The manuals, dubbed #BESOCIALBESMART, were launched during a function held at Knutsford Court Hotel on Monday and include the kiddie manual for children under 12 years; the teen manual; and the manual for adults, with special focus on parents and teachers.
Children’s Advocate, Diahann Gordon Harrison, noted that in May 2016, the OCA published the findings of a school-based study that was undertaken and spearheaded by the OCA’s research unit.
She said the research involved visiting both primary and secondary schools across the island, where focus groups and other strategies were used to obtain critical information from children on the issue of social media.

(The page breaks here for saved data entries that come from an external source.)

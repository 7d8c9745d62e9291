//! Transaction submission and confirmation
//!
//! A submitted transaction moves through
//! `Submitted -> Waiting -> Checking -> {Confirmed, Exhausted}`. Each check
//! that observes nothing uses one try; running out of tries is `Exhausted`,
//! which resends the identical transaction from `Submitted`. The number of
//! resends is bounded by [`OrchestratorConfig::max_resubmissions`].

use std::time::Duration;

use bytes::Bytes;
use primitive_types::{H160 as Address, H256};
use tokio::time::{sleep, sleep_until, Instant};
use tracing::{debug, info, warn};

use crate::abi::Token;
use crate::client::RpcClient;
use crate::contract::{Contract, FunctionDef};
use crate::types::{BlockId, Deployment, Receipt, TransactionRequest};
use crate::SdkError;

/// Gas ceiling sent with every transaction unless configured otherwise
pub const DEFAULT_GAS: u64 = 3_141_592;

/// JSON-RPC "resource unavailable", treated as a busy node
pub const RESOURCE_UNAVAILABLE: i64 = -32002;

/// Orchestrator settings
#[derive(Debug, Clone, PartialEq, Eq)]
pub struct OrchestratorConfig {
    /// Wait between checks, and before resending to a busy node
    pub block_time: Duration,
    /// Checks per submission before it counts as exhausted
    pub max_tries: u32,
    /// Full resends allowed; `None` resends forever
    pub max_resubmissions: Option<u32>,
    /// Resends allowed while the node reports itself busy
    pub max_busy_retries: u32,
    /// Error codes meaning "busy, try again later"
    pub busy_codes: Vec<i64>,
    /// Gas ceiling
    pub gas: u64,
    /// Sender; the node's coinbase when unset
    pub sender: Option<Address>,
}

impl Default for OrchestratorConfig {
    fn default() -> Self {
        Self {
            block_time: Duration::from_secs(12),
            max_tries: 10,
            max_resubmissions: Some(5),
            max_busy_retries: 10,
            busy_codes: vec![RESOURCE_UNAVAILABLE],
            gas: DEFAULT_GAS,
            sender: None,
        }
    }
}

/// Bookkeeping for one submission
#[derive(Debug, Clone, PartialEq, Eq)]
pub struct ConfirmationAttempt {
    /// Hash returned by the node for this submission
    pub target: H256,
    /// Checks that observed nothing
    pub tries_used: u32,
    /// When the next check is due
    pub deadline: Instant,
}

/// Confirmation state, carrying the outcome `T` once confirmed
#[derive(Debug, Clone, PartialEq, Eq)]
pub enum ConfirmationState<T> {
    /// About to send the transaction
    Submitted,
    /// Sleeping until the attempt's deadline
    Waiting(ConfirmationAttempt),
    /// Querying the node
    Checking(ConfirmationAttempt),
    /// Observed on-chain
    Confirmed(T),
    /// Tries ran out for this submission
    Exhausted(ConfirmationAttempt),
}

/// What a check looks for
enum Expectation<'a> {
    Receipt,
    Code(&'a [u8]),
}

enum Observed {
    Receipt(Receipt),
    Deployment(Deployment),
}

/// Submits transactions and waits until they are observed on-chain
pub struct CallOrchestrator {
    client: RpcClient,
    config: OrchestratorConfig,
    coinbase: Option<Address>,
}

impl CallOrchestrator {
    /// Create an orchestrator over a client
    pub fn new(client: RpcClient, config: OrchestratorConfig) -> Self {
        Self {
            client,
            config,
            coinbase: None,
        }
    }

    /// Settings in use
    pub fn config(&self) -> &OrchestratorConfig {
        &self.config
    }

    /// Underlying client
    pub fn client_mut(&mut self) -> &mut RpcClient {
        &mut self.client
    }

    /// Give the client back
    pub fn into_client(self) -> RpcClient {
        self.client
    }

    /// Pick the overload of `function` that accepts `args`
    pub fn resolve<'c>(
        &self,
        contract: &'c Contract,
        function: &str,
        args: &[Token],
    ) -> Result<&'c FunctionDef, SdkError> {
        contract.resolve(function, args)
    }

    /// Configured sender, or the node's coinbase (fetched once)
    pub async fn sender(&mut self) -> Result<Address, SdkError> {
        if let Some(sender) = self.config.sender.or(self.coinbase) {
            return Ok(sender);
        }
        let coinbase = self.client.coinbase().await?;
        debug!(?coinbase, "Using node coinbase as sender");
        self.coinbase = Some(coinbase);
        Ok(coinbase)
    }

    /// Call a contract function in a transaction and wait for its receipt
    pub async fn transact(
        &mut self,
        contract: &Contract,
        function: &str,
        args: &[Token],
    ) -> Result<Receipt, SdkError> {
        let to = contract_address(contract)?;
        let data = contract.resolve(function, args)?.encode(args)?;
        let tx = TransactionRequest {
            from: Some(self.sender().await?),
            to: Some(to),
            gas: Some(self.config.gas),
            value: None,
            data: Bytes::from(data.to_bytes()),
        };

        match self.confirm(&tx, Expectation::Receipt).await? {
            Observed::Receipt(receipt) => Ok(receipt),
            Observed::Deployment(_) => Err(SdkError::Protocol("expected a receipt".to_string())),
        }
    }

    /// Deploy contract code and wait until it is installed
    pub async fn deploy(&mut self, bytecode: &[u8]) -> Result<Deployment, SdkError> {
        let tx = TransactionRequest {
            from: Some(self.sender().await?),
            to: None,
            gas: Some(self.config.gas),
            value: None,
            data: Bytes::copy_from_slice(bytecode),
        };

        match self.confirm(&tx, Expectation::Code(bytecode)).await? {
            Observed::Deployment(deployment) => Ok(deployment),
            Observed::Receipt(_) => Err(SdkError::Protocol("expected a deployment".to_string())),
        }
    }

    /// Read-only call at the latest block, decoded with the function's outputs
    pub async fn call(
        &mut self,
        contract: &Contract,
        function: &str,
        args: &[Token],
    ) -> Result<Vec<Token>, SdkError> {
        let to = contract_address(contract)?;
        let def = contract.resolve(function, args)?;
        let data = def.encode(args)?;
        let tx = TransactionRequest {
            from: self.config.sender,
            to: Some(to),
            gas: None,
            value: None,
            data: Bytes::from(data.to_bytes()),
        };

        let output = self.client.eth_call(&tx, BlockId::Latest).await?;
        def.decode_output(&output)
    }

    async fn confirm(
        &mut self,
        tx: &TransactionRequest,
        expect: Expectation<'_>,
    ) -> Result<Observed, SdkError> {
        let mut resubmissions = 0u32;
        let mut state = ConfirmationState::Submitted;

        loop {
            state = match state {
                ConfirmationState::Submitted => {
                    let target = self.submit(tx).await?;
                    info!(tx = ?target, "Transaction submitted");
                    ConfirmationState::Waiting(ConfirmationAttempt {
                        target,
                        tries_used: 0,
                        deadline: Instant::now() + self.config.block_time,
                    })
                }
                ConfirmationState::Waiting(attempt) => {
                    info!(
                        tx = ?attempt.target,
                        "Waiting {:?} for the next block (try {}/{})",
                        self.config.block_time,
                        attempt.tries_used + 1,
                        self.config.max_tries
                    );
                    sleep_until(attempt.deadline).await;
                    ConfirmationState::Checking(attempt)
                }
                ConfirmationState::Checking(mut attempt) => {
                    match self.observe(&attempt.target, &expect).await? {
                        Some(observed) => ConfirmationState::Confirmed(observed),
                        None => {
                            attempt.tries_used += 1;
                            if attempt.tries_used >= self.config.max_tries {
                                ConfirmationState::Exhausted(attempt)
                            } else {
                                attempt.deadline = Instant::now() + self.config.block_time;
                                ConfirmationState::Waiting(attempt)
                            }
                        }
                    }
                }
                ConfirmationState::Exhausted(attempt) => {
                    if self
                        .config
                        .max_resubmissions
                        .is_some_and(|max| resubmissions >= max)
                    {
                        return Err(SdkError::ConfirmationExhausted {
                            target: format!("{:?}", attempt.target),
                            resubmissions,
                        });
                    }
                    resubmissions += 1;
                    warn!(
                        tx = ?attempt.target,
                        resubmissions,
                        "Not observed after {} tries, resending",
                        attempt.tries_used
                    );
                    ConfirmationState::Submitted
                }
                ConfirmationState::Confirmed(observed) => return Ok(observed),
            };
        }
    }

    /// Send once, waiting out a busy node
    async fn submit(&mut self, tx: &TransactionRequest) -> Result<H256, SdkError> {
        let mut busy_retries = 0u32;
        loop {
            match self.client.send_transaction(tx).await {
                Ok(hash) => return Ok(hash),
                Err(e) if self.is_busy(&e) && busy_retries < self.config.max_busy_retries => {
                    busy_retries += 1;
                    warn!(
                        error = %e,
                        busy_retries,
                        "Node busy, resending in {:?}",
                        self.config.block_time
                    );
                    sleep(self.config.block_time).await;
                }
                Err(e) => return Err(e),
            }
        }
    }

    fn is_busy(&self, error: &SdkError) -> bool {
        error
            .rpc_code()
            .is_some_and(|code| self.config.busy_codes.contains(&code))
    }

    async fn observe(
        &mut self,
        target: &H256,
        expect: &Expectation<'_>,
    ) -> Result<Option<Observed>, SdkError> {
        let Some(receipt) = self.client.get_receipt(target).await? else {
            return Ok(None);
        };

        match expect {
            Expectation::Receipt => Ok(Some(Observed::Receipt(receipt))),
            Expectation::Code(bytecode) => {
                let Some(address) = receipt.contract_address else {
                    return Ok(None);
                };
                let code = self.client.get_code(&address, BlockId::Latest).await?;
                if code.is_empty() || !contains(bytecode, &code) {
                    debug!(?address, installed = code.len(), "Installed code does not match yet");
                    return Ok(None);
                }
                Ok(Some(Observed::Deployment(Deployment {
                    address,
                    tx_hash: receipt.transaction_hash,
                })))
            }
        }
    }
}

fn contract_address(contract: &Contract) -> Result<Address, SdkError> {
    contract
        .address()
        .copied()
        .ok_or_else(|| SdkError::InvalidAddress("contract has no address".to_string()))
}

/// Whether `needle` occurs in `haystack`
fn contains(haystack: &[u8], needle: &[u8]) -> bool {
    needle.len() <= haystack.len() && haystack.windows(needle.len()).any(|w| w == needle)
}

#[cfg(test)]
mod tests {
    use super::*;
    use crate::MockTransport;

    #[test]
    fn test_default_config() {
        let config = OrchestratorConfig::default();
        assert_eq!(config.block_time, Duration::from_secs(12));
        assert_eq!(config.max_tries, 10);
        assert_eq!(config.max_resubmissions, Some(5));
        assert_eq!(config.gas, 3_141_592);
        assert_eq!(config.busy_codes, vec![-32002]);
    }

    #[test]
    fn test_contains() {
        assert!(contains(&[1, 2, 3, 4], &[2, 3]));
        assert!(contains(&[1, 2, 3], &[1, 2, 3]));
        assert!(!contains(&[1, 2], &[1, 2, 3]));
        assert!(!contains(&[1, 2, 3], &[3, 2]));
    }

    #[tokio::test]
    async fn test_sender_defaults_to_coinbase() {
        let mock = MockTransport::new();
        let client = RpcClient::new(mock.clone());
        let mut orchestrator = CallOrchestrator::new(client, OrchestratorConfig::default());

        let first = orchestrator.sender().await.unwrap();
        let second = orchestrator.sender().await.unwrap();
        assert_eq!(first, second);
        assert_eq!(mock.requests_for("eth_coinbase").len(), 1);
    }

    #[tokio::test]
    async fn test_configured_sender_skips_coinbase() {
        let mock = MockTransport::new();
        let config = OrchestratorConfig {
            sender: Some(Address::repeat_byte(7)),
            ..Default::default()
        };
        let mut orchestrator = CallOrchestrator::new(RpcClient::new(mock.clone()), config);
        assert_eq!(orchestrator.sender().await.unwrap(), Address::repeat_byte(7));
        assert!(mock.requests_for("eth_coinbase").is_empty());
    }

    #[tokio::test]
    async fn test_transact_without_address() {
        let contract = Contract::default();
        let mut orchestrator =
            CallOrchestrator::new(RpcClient::new(MockTransport::new()), OrchestratorConfig::default());
        let err = orchestrator.transact(&contract, "f", &[]).await.unwrap_err();
        assert!(matches!(err, SdkError::InvalidAddress(_)));
    }
}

“Some areas of focus that we covered include the Internet sites that our children frequent and why, and what smartphone applications were our children using. We saw overwhelmingly that WhatsApp was the numberone platform,” Gordon Harrison noted.
Focus was also placed on children who post photos of themselves online, whether provocative or otherwise, and on children who have agreed to meet in person someone who they only interface with online.
NEED FOR GUIDANCE
“The results of these findings present to you the social media personas of the Jamaican child. It is these findings that highlighted the critical need for guidance on the responsible use of social media by our Jamaican children,” Gordon Harrison said.
She informed that the United
Nations Children’s Fund (UNICEF), through its steady and substantive support, “made this project come to fruition”.
The Children’s Advocate pointed out that all the manuals were informative, practical and user-friendly.
“We at the OCA understand that our children use social media and online platforms in different ways. Because we
wanted the manuals to serve as an effective go-to guide, we did not want any information overload in any
one manual, so discrete manuals were created for different age groups,” Gordon Harrison said.